Δv = The change in vertical displacement.
Δh = The change in horizontal displacement.

Figure 20. Chart. Deformation behavior of No. 57 during SDS testing

Data for the DS testing is provided at every 0.01 inch of horizontal displacement, so Δh is constant. As the sample is sheared, Δv will change for each horizontal displacement increment. The maximum dilation angle for the aggregate is therefore found when the maximum change in vertical displacement occurs. A three-point moving average of the change in vertical displacement was taken to smooth the data and eliminate any misleading sharp peaks.

There is generally a linear relationship between the measured dilation angles and the peak friction angles. The intercept at zero dilation is the constant volume friction angle (ϕ '_cv) found using the ZDA approach. For example, ϕ'_cv is equal to 49 degrees for the No. 57 aggregate (figure 21). The resulting friction angle for each aggregate is shown in table 12; however, when combining the aggregates together (figure 22), there is no clear relationship. It was observed that the dilation angles measured during testing were sporadic and not as expected, likely a result of the considerable scalping performed on the aggregates, which changes its dilative behavior.

Figure 21. Chart. Friction angle versus dilation angle for No. 57 using SDS

Table 12 . SDS test results using the ZDA approach.

*Modified zero dilation angle approach whereby the stress-strain curves were used to determine constant volume friction angle.
- = Not measured.

Figure 22. Chart. Relationship between friction and dilation angles in SDS testing.

Summary: The results from the standard direct shear testing on the scalped samples are shown in figure 23. The scalped samples all had friction angles higher than 34 degrees.
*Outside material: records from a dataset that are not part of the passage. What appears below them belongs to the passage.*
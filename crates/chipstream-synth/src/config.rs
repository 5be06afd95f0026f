//! Environment configuration with fixed defaults.

use std::env;
use std::path::PathBuf;

/// Default relay socket endpoint.
pub const DEFAULT_RELAY_URL: &str = "ws://127.0.0.1:1985/ws";

/// Default synthesis engine.
pub const DEFAULT_ENGINE: &str = "atari";

/// Default output sample rate.
pub const DEFAULT_SAMPLE_RATE: u32 = 44_100;

/// Default capture length in WAV mode.
pub const DEFAULT_WAV_SECONDS: u32 = 30;

/// Synth client configuration, read once at startup.
#[derive(Clone, Debug)]
pub struct SynthConfig {
    /// Relay WebSocket endpoint (`RELAY_URL`); the client appends its
    /// `role=browser` query parameter.
    pub relay_url: String,
    /// Engine selected at startup (`ENGINE`); the relay's mode changes
    /// swap it at runtime.
    pub engine: String,
    /// Output sample rate (`SAMPLE_RATE`).
    pub sample_rate: u32,
    /// When set (`WAV_OUT`), render to this WAV file instead of the
    /// audio device.
    pub wav_out: Option<PathBuf>,
    /// Capture length for WAV mode (`WAV_SECONDS`).
    pub wav_seconds: u32,
}

impl Default for SynthConfig {
    fn default() -> Self {
        Self {
            relay_url: DEFAULT_RELAY_URL.to_string(),
            engine: DEFAULT_ENGINE.to_string(),
            sample_rate: DEFAULT_SAMPLE_RATE,
            wav_out: None,
            wav_seconds: DEFAULT_WAV_SECONDS,
        }
    }
}

impl SynthConfig {
    /// Read configuration from the process environment.
    pub fn from_env() -> Self {
        Self {
            relay_url: env::var("RELAY_URL").unwrap_or_else(|_| DEFAULT_RELAY_URL.to_string()),
            engine: env::var("ENGINE").unwrap_or_else(|_| DEFAULT_ENGINE.to_string()),
            sample_rate: env_u32("SAMPLE_RATE", DEFAULT_SAMPLE_RATE),
            wav_out: env::var("WAV_OUT").ok().map(PathBuf::from),
            wav_seconds: env_u32("WAV_SECONDS", DEFAULT_WAV_SECONDS),
        }
    }

    /// Full connect URL including the browser role.
    pub fn connect_url(&self) -> String {
        format!("{}?role=browser", self.relay_url)
    }
}

fn env_u32(name: &str, default: u32) -> u32 {
    env::var(name)
        .ok()
        .and_then(|value| value.parse().ok())
        .unwrap_or(default)
}
//! Pluggable 4-voice chip synthesis engines.
//!
//! This crate models a family of classic sound chips as swappable
//! backends behind a common [`SynthEngine`] trait. Each engine owns four
//! voices controlled through small integer registers (`gate`, `freq`,
//! `wave`, `vol`) and produces one mixed audio sample at a time.
//!
//! # Components
//! - [`SynthEngine`] - the engine contract (register access, per-voice
//!   and mixed sample generation, reset, frequency mapping)
//! - [`AtariEngine`] - polynomial-counter engine reproducing classic
//!   tone/noise behavior from precomputed LFSR tables
//! - [`SilentEngine`] - register-faithful fallback that outputs silence
//! - [`EngineRegistry`] - explicit name → factory table built at
//!   process start
//! - [`EngineManager`] - owns the active engine and hot-swaps backends
//!   while carrying the public voice registers over
//!
//! # Quick start
//! ```
//! use chipstream_core::{EngineManager, EngineRegistry, VoicePatch};
//! use std::sync::Arc;
//!
//! let registry = Arc::new(EngineRegistry::with_builtin_engines());
//! let mut manager = EngineManager::new(registry, "atari", 44_100);
//!
//! manager.set_voice(0, &VoicePatch::from_values(1, 8, 0, 15));
//! let sample = manager.generate_sample();
//! assert!((-1.0..=1.0).contains(&sample));
//! ```

#![warn(missing_docs)]

pub mod atari;
pub mod engine;
pub mod manager;
pub mod poly;
pub mod registry;
pub mod silent;
pub mod voice;

/// Error types for engine management operations.
#[derive(thiserror::Error, Debug)]
pub enum EngineError {
    /// Requested engine name is not present in the registry.
    #[error("unknown engine: {0}")]
    UnknownEngine(String),
}

/// Result type for engine operations.
pub type Result<T> = std::result::Result<T, EngineError>;

// Public API exports
pub use atari::AtariEngine;
pub use engine::{DEFAULT_BASE_CLOCK, SynthEngine, VOICE_HEADROOM, soft_clip};
pub use manager::EngineManager;
pub use registry::{EngineFactory, EngineRegistry};
pub use silent::SilentEngine;
pub use voice::{NUM_VOICES, VoiceParams, VoicePatch};
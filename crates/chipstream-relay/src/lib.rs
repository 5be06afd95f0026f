//! Relay server between game bridges and browser clients.
//!
//! A single process exposing:
//! - an HTTP surface (`/api/status`, a fixed whitelist of browser
//!   assets)
//! - a WebSocket upgrade path (`/ws`) with the peer role fixed by a
//!   connection-time query parameter (`role=game` or `role=browser`)
//! - a connectionless OSC control listener on a UDP port
//!
//! Frames from game sources fan out verbatim to every browser; sound
//! payloads and control messages update the relay-wide [`SoundState`]
//! that late-joining browsers receive as a `sync` message.
//!
//! [`SoundState`]: chipstream_proto::SoundState

pub mod config;
pub mod control;
pub mod http;
pub mod state;
pub mod ws;

pub use config::RelayConfig;
pub use state::{PeerRole, RelayState};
Using the MC approach, friction angles ranged from 43 to 57 degrees, with a mean across all different sample aggregates of 52 degrees, a standard deviation of about 4 degrees, and a coefficient of variation (COV) of 7.2 percent. Using the ZDA approach, friction angles ranged from 38 to 54 degrees, with an overall mean of 45 degrees, a standard deviation of 6 degrees, and a COV of 13.6 percent.
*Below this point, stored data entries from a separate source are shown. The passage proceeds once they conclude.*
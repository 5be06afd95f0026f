//! Screen framing and field extraction.
//!
//! The game writes a terminal screen as a raw byte stream with no
//! framing signal of its own. The bridge treats a fixed number of
//! accumulated bytes as one screen refresh; this byte-count heuristic
//! is a known approximation (it depends on the game's terminal size and
//! redraw discipline) kept deliberately in place of a smarter signal.

use regex::Regex;

/// Bytes of one screen refresh: a full 80x24 text screen.
pub const SCREEN_REFRESH_BYTES: usize = 1920;

/// Keywords that fire one-shot triggers when they appear on screen.
const TRIGGER_KEYWORDS: &[&str] = &["scored", "hit", "fire"];

/// One parsed screenful of game output.
#[derive(Clone, Debug, PartialEq)]
pub struct ParsedScreen {
    /// The raw screen text, forwarded as the frame's display payload.
    pub text: String,
    /// Observed `(player, velocity)` pairs.
    pub velocities: Vec<(usize, f32)>,
    /// Keyword triggers detected in this screen.
    pub triggers: Vec<String>,
}

/// Accumulates raw process output and cuts it into screens.
pub struct FrameParser {
    buffer: Vec<u8>,
    velocity_pattern: Regex,
}

impl FrameParser {
    /// Create a parser with an empty accumulator.
    pub fn new() -> Self {
        Self {
            buffer: Vec::with_capacity(SCREEN_REFRESH_BYTES * 2),
            // Matches lines like "P0 speed: 4.5" or "p1 vel= -2".
            velocity_pattern: Regex::new(r"(?i)\bp(\d+)\s+(?:vel|speed)\s*[:=]\s*(-?\d+(?:\.\d+)?)")
                .expect("velocity pattern is valid"),
        }
    }

    /// Feed raw output; returns one parsed screen when enough bytes
    /// have accumulated, clearing the buffer.
    pub fn push_bytes(&mut self, bytes: &[u8]) -> Option<ParsedScreen> {
        self.buffer.extend_from_slice(bytes);
        if self.buffer.len() < SCREEN_REFRESH_BYTES {
            return None;
        }

        let text = String::from_utf8_lossy(&self.buffer).into_owned();
        self.buffer.clear();

        let velocities = self.extract_velocities(&text);
        let triggers = detect_triggers(&text);
        Some(ParsedScreen {
            text,
            velocities,
            triggers,
        })
    }

    fn extract_velocities(&self, text: &str) -> Vec<(usize, f32)> {
        self.velocity_pattern
            .captures_iter(text)
            .filter_map(|captures| {
                let player = captures.get(1)?.as_str().parse().ok()?;
                let velocity = captures.get(2)?.as_str().parse().ok()?;
                Some((player, velocity))
            })
            .collect()
    }
}

impl Default for FrameParser {
    fn default() -> Self {
        Self::new()
    }
}

fn detect_triggers(text: &str) -> Vec<String> {
    let lowered = text.to_ascii_lowercase();
    TRIGGER_KEYWORDS
        .iter()
        .filter(|keyword| lowered.contains(**keyword))
        .map(|keyword| keyword.to_string())
        .collect()
}

#[cfg(test)]
mod tests {
    use super::*;

    fn screen_with(lines: &str) -> Vec<u8> {
        let mut screen = lines.to_string();
        while screen.len() < SCREEN_REFRESH_BYTES {
            screen.push_str("................................\n");
        }
        screen.into_bytes()
    }

    #[test]
    fn buffers_until_a_full_screen_arrives() {
        let mut parser = FrameParser::new();
        assert!(parser.push_bytes(&[b'x'; 100]).is_none());
        assert!(parser.push_bytes(&[b'x'; 100]).is_none());
        assert!(parser.push_bytes(&vec![b'x'; SCREEN_REFRESH_BYTES]).is_some());

        // The buffer was cleared; small follow-ups buffer again.
        assert!(parser.push_bytes(&[b'x'; 10]).is_none());
    }

    #[test]
    fn extracts_player_velocities() {
        let mut parser = FrameParser::new();
        let screen = parser
            .push_bytes(&screen_with("P0 speed: 4.5\nP1 vel= -2\n"))
            .unwrap();

        assert_eq!(screen.velocities, vec![(0, 4.5), (1, -2.0)]);
    }

    #[test]
    fn detects_keyword_triggers_case_insensitively() {
        let mut parser = FrameParser::new();
        let screen = parser
            .push_bytes(&screen_with("*** SCORED ***\nplayer 2 took a Hit\n"))
            .unwrap();

        assert_eq!(screen.triggers, vec!["scored".to_string(), "hit".to_string()]);
    }

    #[test]
    fn screens_without_fields_parse_empty() {
        let mut parser = FrameParser::new();
        let screen = parser.push_bytes(&screen_with("just track art\n")).unwrap();

        assert!(screen.velocities.is_empty());
        assert!(screen.triggers.is_empty());
        assert!(!screen.text.is_empty());
    }

    #[test]
    fn non_utf8_output_is_replaced_not_fatal() {
        let mut parser = FrameParser::new();
        let mut bytes = vec![0xFFu8; SCREEN_REFRESH_BYTES];
        bytes[0..13].copy_from_slice(b"P0 speed: 1.0");

        let screen = parser.push_bytes(&bytes).unwrap();
        assert_eq!(screen.velocities, vec![(0, 1.0)]);
    }
}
Figure 23. Chart. Summary of SDS testing

LSDS Tests

To evaluate the strength properties of the AASTHO OG aggregates, a DS test is needed that is large enough to avoid scalping. At TFHRC, a 12- by 12- by 8-inch DS box is available to perform LSDS testing on aggregates of up to 1.2-inch maximum particle size (figure 24). This device was used to measure the strength of the 12 classifications of AASHTO aggregates (table 4) under both dry and saturated conditions. Note that the SDS tests were only tested under dry conditions.
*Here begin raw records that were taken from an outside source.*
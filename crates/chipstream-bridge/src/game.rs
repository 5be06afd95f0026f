//! Game process management.
//!
//! The bridge prefers hosting the real game inside a pseudo-terminal,
//! since curses-style games refuse to draw without one. When the binary
//! or the pty is unavailable it degrades to the deterministic demo
//! source instead of failing, so the bridge stays useful on hosts
//! without the game installed.

use std::io::{Read, Write};
use std::path::Path;

use portable_pty::{Child, CommandBuilder, MasterPty, PtySize, native_pty_system};
use tokio::sync::mpsc;
use tracing::{debug, info, warn};

use crate::config::BridgeConfig;
use crate::demo::DemoGame;

/// Terminal geometry the game is spawned with.
const PTY_ROWS: u16 = 24;
const PTY_COLS: u16 = 80;

/// A running game: real process on a pty, or the synthetic demo.
pub enum GameSource {
    /// Real game process behind a pseudo-terminal.
    Pty(PtyGame),
    /// Deterministic fallback frames.
    Demo(DemoGame),
}

impl GameSource {
    /// Start the configured game, falling back to demo mode when the
    /// binary is unset or the pty spawn fails.
    pub fn start(config: &BridgeConfig) -> Self {
        match &config.game_path {
            Some(path) => match PtyGame::spawn(path) {
                Ok(game) => {
                    info!(path = %path.display(), "game process started on pty");
                    GameSource::Pty(game)
                }
                Err(error) => {
                    warn!(%error, path = %path.display(), "pty spawn failed, entering demo mode");
                    GameSource::Demo(DemoGame::new())
                }
            },
            None => {
                info!("no game binary configured, entering demo mode");
                GameSource::Demo(DemoGame::new())
            }
        }
    }

    /// Next chunk of raw game output.
    ///
    /// `None` means the process is gone (its reader hit EOF); the
    /// session ends and the reconnect path respawns from scratch.
    pub async fn next_output(&mut self) -> Option<Vec<u8>> {
        match self {
            GameSource::Pty(game) => game.output.recv().await,
            GameSource::Demo(demo) => Some(demo.next_output().await),
        }
    }

    /// Write translated control characters to the game.
    pub fn send_input(&mut self, input: &str) {
        match self {
            GameSource::Pty(game) => {
                if let Err(error) = game
                    .writer
                    .write_all(input.as_bytes())
                    .and_then(|_| game.writer.flush())
                {
                    debug!(%error, "failed to write input to game");
                }
            }
            GameSource::Demo(_) => debug!(input, "demo mode ignores input"),
        }
    }

    /// Stop the game process; the demo source just stops being polled.
    pub fn stop(&mut self) {
        if let GameSource::Pty(game) = self {
            if let Err(error) = game.child.kill() {
                debug!(%error, "game process already gone");
            }
        }
    }

    /// Whether this source is the demo fallback.
    pub fn is_demo(&self) -> bool {
        matches!(self, GameSource::Demo(_))
    }
}

/// A game process attached to a pseudo-terminal.
pub struct PtyGame {
    child: Box<dyn Child + Send + Sync>,
    writer: Box<dyn Write + Send>,
    output: mpsc::UnboundedReceiver<Vec<u8>>,
    // Dropping the master closes the pty under the game; keep it for
    // the lifetime of the session.
    _master: Box<dyn MasterPty + Send>,
}

impl PtyGame {
    /// Allocate a pty and spawn the game inside it.
    ///
    /// A blocking reader thread forwards output chunks into an async
    /// channel; the thread exits on EOF or when the session drops the
    /// receiver.
    pub fn spawn(path: &Path) -> anyhow::Result<Self> {
        let pty_system = native_pty_system();
        let pair = pty_system.openpty(PtySize {
            rows: PTY_ROWS,
            cols: PTY_COLS,
            pixel_width: 0,
            pixel_height: 0,
        })?;

        let child = pair.slave.spawn_command(CommandBuilder::new(path))?;
        drop(pair.slave);

        let mut reader = pair.master.try_clone_reader()?;
        let writer = pair.master.take_writer()?;

        let (tx, rx) = mpsc::unbounded_channel();
        std::thread::spawn(move || {
            let mut chunk = [0u8; 2048];
            loop {
                match reader.read(&mut chunk) {
                    Ok(0) | Err(_) => break,
                    Ok(count) => {
                        if tx.send(chunk[..count].to_vec()).is_err() {
                            break;
                        }
                    }
                }
            }
        });

        Ok(Self {
            child,
            writer,
            output: rx,
            _master: pair.master,
        })
    }
}

impl Drop for PtyGame {
    /// The game must not outlive its session, whichever way the
    /// session ends.
    fn drop(&mut self) {
        let _ = self.child.kill();
    }
}
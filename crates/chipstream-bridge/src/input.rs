//! Browser key → native game control translation.
//!
//! The bridged racing game reads single control characters per player
//! from its terminal. The table is fixed; unmapped keys translate to an
//! empty string and are never written to the game.

/// Translate one browser key event into the game's control character.
pub fn translate(player: u8, key: &str) -> &'static str {
    match (player, key) {
        (0, "ArrowUp") => "w",
        (0, "ArrowDown") => "s",
        (0, "ArrowLeft") => "a",
        (0, "ArrowRight") => "d",
        (0, " ") => " ",

        (1, "ArrowUp") => "i",
        (1, "ArrowDown") => "k",
        (1, "ArrowLeft") => "j",
        (1, "ArrowRight") => "l",
        (1, "Enter") => "\r",

        _ => "",
    }
}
Figure 24. Photo. LSDS device at TFHRC

Test Setup: The ASTM D3080 test method was followed for LSDS testing with the exception of the gap size between the top and bottom shear boxes. ASTM D3080 was originally developed for SDS testing, which designated the gap size as 0.025 inches.⁽⁷⁵⁾ Because the LSDS device and the aggregates tested in this research are considerably larger, the gap size was instead set to d₈₅ (the aggregate size in which 85 percent of the material is smaller) for each sample based on the sieve analysis (table 6). This setting was determined from review of test methods outlined in ASTM D5321 and trial runs at various gap sizes, and to it was used to avoid frictional interference from either the two shear boxes or larger particles that may fall within the gap during testing.^(78,79)

The shear strain displacement rate was set at 0.015 inches/min for the OGAs based on the results obtained during the compression phase of testing. The samples were sheared to a maximum of 20 percent of the device length for a total shear displacement of 2.4 inches. Because the friction angle increases with relative density for sands and gravels, an assumed worst-case condition was used by placing the samples with no compactive effort into the shear box.⁽⁷⁹⁾ Similar to the SDS tests, each aggregate was tested at normal stresses of 5, 10, 20, and 30 psi to determine the internal friction angle, which is a typical stress range for most wall and bridge applications.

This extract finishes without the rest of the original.